Deadpool 2 review Ryan ReynoldsYear: 2018
Director(s): David Leitch
Writer(s): Rhett Reese, Paul Wernick, Ryan Reynolds
Region of Origin: USA

Aspect Ratio: 2.39:1
Rating: R
35mm, Digital, Color, 119 mins

Synopsis: Time travel, jokes, fun, action, serious stuff. 

Deadpool’s long road to theaters was a well-publicized one, producing a leaked VFX test and a final product that didn’t live up to its promise. Though the original Deadpool worked in spurts, it ultimately felt like half of an idea – or, one, uninteresting action sequence elongated by clumsy flashbacks. It was also a bombastic satire that failed to transcend what it was making fun of. Faults aside, Ryan Reynolds’ had absolutely found the role he was born to play, and now, Deadpool 2 hits the ground running. This time out, the film has enough story to support its runtime, smarter jokes, and a lesson about family for its foul-mouthed merc. The real draw, however, remains how director David Leitch and co. throw up a huge, flaming middle finger to the superhero genre. Nothing is sacred, and no stone will be unturned in this parade of gleeful excess.

When we catch up with Deadpool (Ryan Reynolds), he’s traveling the world, ridding it of its worst criminals and leaving behind a trail of mayhem and dismembered body parts. This all comes to a halt after a personal tragedy leaves DP reeling, and without purpose. After confiding in a few of the X-Men, he crosses paths with a disgruntled orphan named Russell (Julian Dennison). Still, saving Russell from his abusive caretakers isn’t enough. The boy soon finds himself the target of a time-traveling super soldier named Cable (Josh Brolin). Learning that he and Russell are two sides of the same lost coin, DP assembles a new team (X-Force) to aid Russell and prevent a chain of cataclysmic events from coming to pass.

Ironically, for a film that thrives on pushing its limits, Leitch and co’s greatest asset is an understated balance.

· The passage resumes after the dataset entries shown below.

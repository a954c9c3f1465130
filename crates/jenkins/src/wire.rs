//! Response formats of the Jenkins API.

use pipeline::{BuildStatus, JobError, QueueItemId};
use serde::Deserialize;
use serde_json::Value;

/// The fields of `lastBuild/api/json` the monitor needs. Jenkins sends many
/// more; they are ignored.
#[derive(Debug, Deserialize)]
struct LastBuildDocument {
    #[serde(default)]
    number: Option<u64>,
    /// `null` while the build is running.
    #[serde(default)]
    result: Option<String>,
    #[serde(default)]
    building: Option<bool>,
}

/// Parses a status response body.
///
/// The body must be a JSON object. A missing `building` flag means the server
/// reports nothing running.
pub(crate) fn parse_last_build(body: &str) -> Result<BuildStatus, JobError> {
    let value: Value = serde_json::from_str(body).map_err(|e| JobError::Parse {
        message: e.to_string(),
    })?;
    if !value.is_object() {
        return Err(JobError::Parse {
            message: "expected a JSON object".to_owned(),
        });
    }
    let doc: LastBuildDocument = serde_json::from_value(value).map_err(|e| JobError::Parse {
        message: e.to_string(),
    })?;

    Ok(BuildStatus::from_parts(
        doc.number,
        doc.result.as_deref(),
        doc.building.unwrap_or(false),
    ))
}

/// Extracts the queue item id from a trigger response `Location` header
/// (`http://ci/queue/item/123/`).
pub(crate) fn queue_item_from_location(location: &str) -> Option<QueueItemId> {
    let mut segments = location.trim_end_matches('/').rsplit('/');
    let id = segments.next()?.parse().ok()?;
    match segments.next() {
        Some("item") => Some(QueueItemId::new(id)),
        _ => None,
    }
}

#[cfg(test)]
mod tests {
    use pipeline::{BuildNumber, BuildResult};

    use super::*;

    #[test]
    fn parses_running_build_with_null_result() {
        let status =
            parse_last_build(r#"{"number": 12, "result": null, "building": true}"#).unwrap();
        assert_eq!(status.number, Some(BuildNumber::new(12)));
        assert_eq!(status.result, BuildResult::Pending);
        assert!(status.building);
    }

    #[test]
    fn ignores_unrelated_fields() {
        let body = r#"{
            "_class": "hudson.model.FreeStyleBuild",
            "number": 42,
            "result": "FAILURE",
            "building": false,
            "duration": 120000,
            "url": "http://localhost:9090/job/ShopSphere-Simple/42/"
        }"#;
        let status = parse_last_build(body).unwrap();
        assert_eq!(status.result, BuildResult::Failure);
        assert!(status.is_terminal());
    }

    #[test]
    fn missing_building_flag_reads_as_stopped() {
        let status = parse_last_build(r#"{"number": 3, "result": "SUCCESS"}"#).unwrap();
        assert!(!status.building);
        assert_eq!(status.result, BuildResult::Success);
    }

    #[test]
    fn rejects_non_json_and_non_objects() {
        assert!(matches!(
            parse_last_build("<html>Jenkins is starting</html>"),
            Err(JobError::Parse { .. })
        ));
        assert!(matches!(parse_last_build("[1, null, true]"), Err(JobError::Parse { .. })));
        assert!(matches!(parse_last_build(""), Err(JobError::Parse { .. })));
    }

    #[test]
    fn rejects_fields_of_the_wrong_type() {
        assert!(matches!(
            parse_last_build(r#"{"number": "forty-two", "building": false}"#),
            Err(JobError::Parse { .. })
        ));
    }

    #[test]
    fn queue_item_comes_from_location_header() {
        assert_eq!(
            queue_item_from_location("http://localhost:9090/queue/item/123/"),
            Some(QueueItemId::new(123))
        );
        assert_eq!(queue_item_from_location("http://ci/queue/item/7"), Some(QueueItemId::new(7)));
        assert_eq!(queue_item_from_location("http://ci/queue/invalid/"), None);
        assert_eq!(queue_item_from_location("http://ci/job/x/55/"), None);
    }
}
//! Newtype domain identifiers.
//!
//! Every domain concept that has an identity is represented as a distinct newtype
//! wrapping a primitive. This prevents accidentally interchanging a
//! [`BuildNumber`] with a [`QueueItemId`] even though both are `u64` under the
//! hood, or a [`CommitSha`] with a [`GitRef`].

use serde::{Deserialize, Serialize};
use uuid::Uuid;

// ---------------------------------------------------------------------------
// Macro for String-wrapped newtypes.
// Generates: struct, new() returning Option<Self>, from_static(), as_str(), Display.
// ---------------------------------------------------------------------------
macro_rules! string_id {
    (
        $(#[$attr:meta])*
        $name:ident
    ) => {
        $(#[$attr])*
        #[derive(Debug, Clone, PartialEq, Eq, Hash, PartialOrd, Ord, Serialize, Deserialize)]
        pub struct $name(String);

        impl $name {
            /// Creates a new identifier, returning `None` if the value is empty
            /// or only whitespace.
            pub fn new(value: impl Into<String>) -> Option<Self> {
                let v = value.into();
                if v.trim().is_empty() { None } else { Some(Self(v)) }
            }

            /// Creates an identifier from a compile-time literal.
            ///
            /// Reserved for built-in defaults; the literal must not be empty.
            pub(crate) fn from_static(value: &'static str) -> Self {
                debug_assert!(!value.is_empty());
                Self(value.to_owned())
            }

            /// Returns the identifier as a string slice.
            pub fn as_str(&self) -> &str {
                &self.0
            }
        }

        impl std::fmt::Display for $name {
            fn fmt(&self, f: &mut std::fmt::Formatter<'_>) -> std::fmt::Result {
                write!(f, "{}", self.0)
            }
        }
    };
}

// ---------------------------------------------------------------------------
// Macro for u64-wrapped newtypes (server-assigned integers).
// Generates: struct (Copy), new(), as_u64(), Display.
// ---------------------------------------------------------------------------
macro_rules! u64_id {
    (
        $(#[$attr:meta])*
        $name:ident
    ) => {
        $(#[$attr])*
        #[derive(Debug, Clone, Copy, PartialEq, Eq, Hash, PartialOrd, Ord, Serialize, Deserialize)]
        pub struct $name(u64);

        impl $name {
            /// Creates a new identifier from a raw integer.
            pub fn new(value: u64) -> Self {
                Self(value)
            }

            /// Returns the underlying integer value.
            pub fn as_u64(self) -> u64 {
                self.0
            }
        }

        impl std::fmt::Display for $name {
            fn fmt(&self, f: &mut std::fmt::Formatter<'_>) -> std::fmt::Result {
                write!(f, "{}", self.0)
            }
        }
    };
}

// ---------------------------------------------------------------------------
// Identifiers: server-assigned integers
// ---------------------------------------------------------------------------

u64_id! {
    /// Sequence number the CI server assigned to one build of a job.
    ///
    /// The only identity that survives across status polls.
    BuildNumber
}

u64_id! {
    /// Queue item the CI server created when it accepted a trigger request.
    ///
    /// Only available when the server reports it (Jenkins sends it in the
    /// `Location` header of the trigger response).
    QueueItemId
}

// ---------------------------------------------------------------------------
// Identifiers: UUID-backed (internally generated)
// ---------------------------------------------------------------------------

/// Identifies a single trigger-and-monitor run (one invocation of the monitor).
///
/// Generated fresh for every run; recorded on the run's tracing span so all
/// activity from a single run can be correlated.
#[derive(Debug, Clone, Copy, PartialEq, Eq, Hash, Serialize, Deserialize)]
pub struct TriggerRunId(Uuid);

impl TriggerRunId {
    /// Generates a new random run identifier.
    pub fn new_random() -> Self {
        Self(Uuid::new_v4())
    }

}

impl std::fmt::Display for TriggerRunId {
    fn fmt(&self, f: &mut std::fmt::Formatter<'_>) -> std::fmt::Result {
        write!(f, "{}", self.0)
    }
}

// ---------------------------------------------------------------------------
// Identifiers: String-backed (Git names)
// ---------------------------------------------------------------------------

string_id! {
    /// A Git commit SHA.
    ///
    /// Not validated as hex: sample payloads use placeholder values such as
    /// `"def456new"`.
    CommitSha
}

string_id! {
    /// A fully qualified Git reference (e.g. `"refs/heads/main"`).
    GitRef
}

impl GitRef {
    /// Builds the branch reference `refs/heads/<branch>`.
    ///
    /// A value that is already a `refs/heads/` reference is kept as is.
    /// Returns `None` if the branch name is empty or `branch` names some other
    /// kind of reference (`refs/tags/...`).
    pub fn branch(branch: &str) -> Option<Self> {
        let branch = branch.trim();
        let name = branch.strip_prefix("refs/heads/").unwrap_or(branch);
        if name.is_empty() || name.starts_with("refs/") {
            return None;
        }
        Self::new(format!("refs/heads/{name}"))
    }

    /// Returns the short name of the reference.
    ///
    /// `refs/heads/feature/x` yields `feature/x`; any other reference yields
    /// its last path segment.
    pub fn short_name(&self) -> &str {
        if let Some(branch) = self.0.strip_prefix("refs/heads/") {
            return branch;
        }
        self.0.rsplit('/').next().unwrap_or(&self.0)
    }
}

string_id! {
    /// Identifies a repository in `"owner/repo"` format.
    RepositoryName
}

impl RepositoryName {
    /// Creates an owner-qualified name, returning `None` unless `name` is
    /// exactly `owner/repo` with both parts non-empty.
    pub fn qualified(name: &str) -> Option<Self> {
        let name = name.trim();
        let (owner, repo) = name.split_once('/')?;
        if owner.is_empty() || repo.is_empty() || repo.contains('/') {
            return None;
        }
        Self::new(name)
    }

    /// Returns the repository part of `"owner/repo"`, or the whole name if it
    /// has no owner prefix.
    pub fn repo(&self) -> &str {
        self.0.rsplit('/').next().unwrap_or(&self.0)
    }
}

#[cfg(test)]
mod tests {
    use super::*;

    #[test]
    fn string_ids_reject_blank_values() {
        assert!(CommitSha::new("").is_none());
        assert!(GitRef::new("   ").is_none());
        assert_eq!(CommitSha::new("abc").map(|s| s.to_string()), Some("abc".into()));
    }

    #[test]
    fn short_name_keeps_nested_branch_names() {
        let r = GitRef::branch("feature/login").unwrap();
        assert_eq!(r.as_str(), "refs/heads/feature/login");
        assert_eq!(r.short_name(), "feature/login");
    }

    #[test]
    fn branch_accepts_a_full_branch_ref() {
        let r = GitRef::branch("refs/heads/main").unwrap();
        assert_eq!(r.as_str(), "refs/heads/main");
        assert_eq!(r.short_name(), "main");
    }

    #[test]
    fn branch_rejects_empty_and_non_branch_refs() {
        assert!(GitRef::branch("  ").is_none());
        assert!(GitRef::branch("refs/heads/").is_none());
        assert!(GitRef::branch("refs/tags/v1.0").is_none());
    }

    #[test]
    fn short_name_of_non_branch_ref_is_last_segment() {
        let r = GitRef::new("refs/tags/v1.2.0").unwrap();
        assert_eq!(r.short_name(), "v1.2.0");
    }

    #[test]
    fn repository_name_splits_owner() {
        let name = RepositoryName::new("Navpan18/ShopSphere").unwrap();
        assert_eq!(name.repo(), "ShopSphere");
        assert_eq!(RepositoryName::new("solo").unwrap().repo(), "solo");
    }

    #[test]
    fn qualified_repository_name_needs_owner_and_repo() {
        assert_eq!(
            RepositoryName::qualified("acme/web").map(|n| n.to_string()),
            Some("acme/web".to_owned())
        );
        for bad in ["owner/", "/repo", "no-owner", "a/b/c", ""] {
            assert!(RepositoryName::qualified(bad).is_none(), "{bad}");
        }
    }

    #[test]
    fn build_number_serialises_as_plain_integer() {
        let json = serde_json::to_string(&BuildNumber::new(42)).unwrap();
        assert_eq!(json, "42");
    }
}
//! Timing and budget knobs of the monitor.

use std::time::Duration;

use serde::{Deserialize, Serialize};

/// Delays and attempt budget applied by [`crate::TriggerMonitor`].
///
/// Worst-case run time is roughly
/// `trigger timeout + settle_delay + max_attempts * (status timeout + poll_interval)`;
/// the request timeouts belong to the [`pipeline::JobClient`] implementation.
#[derive(Debug, Clone, Copy, PartialEq, Eq, Serialize, Deserialize)]
pub struct MonitorSettings {
    /// Wait between an accepted trigger and the first status poll, so the
    /// first poll does not observe the previous build.
    pub settle_delay: Duration,
    /// Wait between two consecutive status polls. Not applied after the last
    /// attempt.
    pub poll_interval: Duration,
    /// Maximum number of status polls.
    pub max_attempts: u32,
}

impl MonitorSettings {
    pub const DEFAULT_SETTLE_DELAY: Duration = Duration::from_secs(2);
    pub const DEFAULT_POLL_INTERVAL: Duration = Duration::from_secs(3);
    pub const DEFAULT_MAX_ATTEMPTS: u32 = 5;

    /// Settings with no delays at all; useful for tests and dry runs against
    /// local fakes.
    pub fn immediate(max_attempts: u32) -> Self {
        Self {
            settle_delay: Duration::ZERO,
            poll_interval: Duration::ZERO,
            max_attempts,
        }
    }

    /// Upper bound on the time spent sleeping during one run.
    pub fn total_sleep_budget(&self) -> Duration {
        let gaps = self.max_attempts.saturating_sub(1);
        self.settle_delay + self.poll_interval * gaps
    }
}

impl Default for MonitorSettings {
    fn default() -> Self {
        Self {
            settle_delay: Self::DEFAULT_SETTLE_DELAY,
            poll_interval: Self::DEFAULT_POLL_INTERVAL,
            max_attempts: Self::DEFAULT_MAX_ATTEMPTS,
        }
    }
}
mod cmd;
mod root;

use clap::{Parser, Subcommand};
use std::path::PathBuf;

#[derive(Parser)]
#[command(
    name = "uplift",
    about = "Upgrade an app project's configuration layout to the v3 schema",
    version,
    propagate_version = true
)]
struct Cli {
    /// Project root (default: auto-detect from .appkit/ or .git/)
    #[arg(long, global = true, env = "UPLIFT_ROOT")]
    root: Option<PathBuf>,

    /// Output as JSON
    #[arg(long, global = true, short = 'j')]
    json: bool,

    #[command(subcommand)]
    command: Commands,
}

#[derive(Subcommand)]
enum Commands {
    /// Show whether the project can be upgraded
    Status,

    /// Upgrade the project, with full rollback on any failure
    Upgrade,
}

fn main() {
    let cli = Cli::parse();

    tracing_subscriber::fmt()
        .with_env_filter(
            tracing_subscriber::EnvFilter::from_default_env()
                .add_directive(tracing::Level::WARN.into()),
        )
        .with_target(false)
        .init();

    let root = root::resolve_root(cli.root.as_deref());

    let result = match cli.command {
        Commands::Status => cmd::status::run(&root, cli.json),
        Commands::Upgrade => cmd::upgrade::run(&root, cli.json),
    };

    if let Err(e) = result {
        eprintln!("error: {e}");
        std::process::exit(1);
    }
}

Amidst a relentless barrage of farcical action, Leitch’s strength is knowing when to roll back, especially in the face of DP’s unexpectedly serious arc. There’s grave loss, sacrifice and actual learning involved, which, does immerse us into the madness and give us a reason to care. This ultimately gives the film an innate poignancy and heart, no matter how fleeting or brief. Don’t worry though, the film doesn’t take itself too seriously, throwing a curveball at us whenever things start to settle. That the film is able to keep things light without undermining its weightier aspects is impressive. Ultimately, this film nails what it wants to be. It’s a hail of gunfire and gore, and proudly stands as a self-effacing black sheep alternative to the Avengers universe. Bottom line, if super-powered action and sadistic popcorn fun is your thing, this delivers and then some.

Deadpool 2 review Josh BrolinGiving the film its color, is a wicked ensemble who’s game for anything. As the titular ringleader, Reynolds is again putting in 200%. Reynolds just owns the role, embodying insanity while still being able to turn up for the film’s more sobering moments. If anything, the entire thing is a testament to Reynolds’ uninhibited charm and range, which the film couldn’t survive without. We also get two new members, Zazie Beetz’s Domino, and Josh Brolin’s Cable. Both give the film some major versatility, boasting wholly different fight styles and powerful personalities for Reynolds to bounce off of. Julian Dennison, fresh off of Hunt for the Wilderpeople is also a perfect addition. The kid is absolutely a talent on the rise, giving his scenes a sincerity and swagger that are irresistible. Brianna Hildebrand’s Negasonic Teenage Warhead is wasted this time out, and for the sake of not giving everything away, let’s just say there are plenty of surprises in terms of who else is involved.

Though Deadpool 2 never gets too heavy, it’s way better than it needs to be, and honestly feels like a breath of fresh air. Leitch’s ability to orchestrate and capture this brand of cinematic madness gives us a film that’s infectiously absurd. From the bangin’ new Celine Dion track to the handful of gags that are already classics in the making, big budget fluff pieces don’t get any more entertaining than this. This is unbridled fun without any baggage, and without sacrificing the smarts. If this film proves anything, it’s that sky’s the limit with these boundless characters, and I’m all in for what comes next.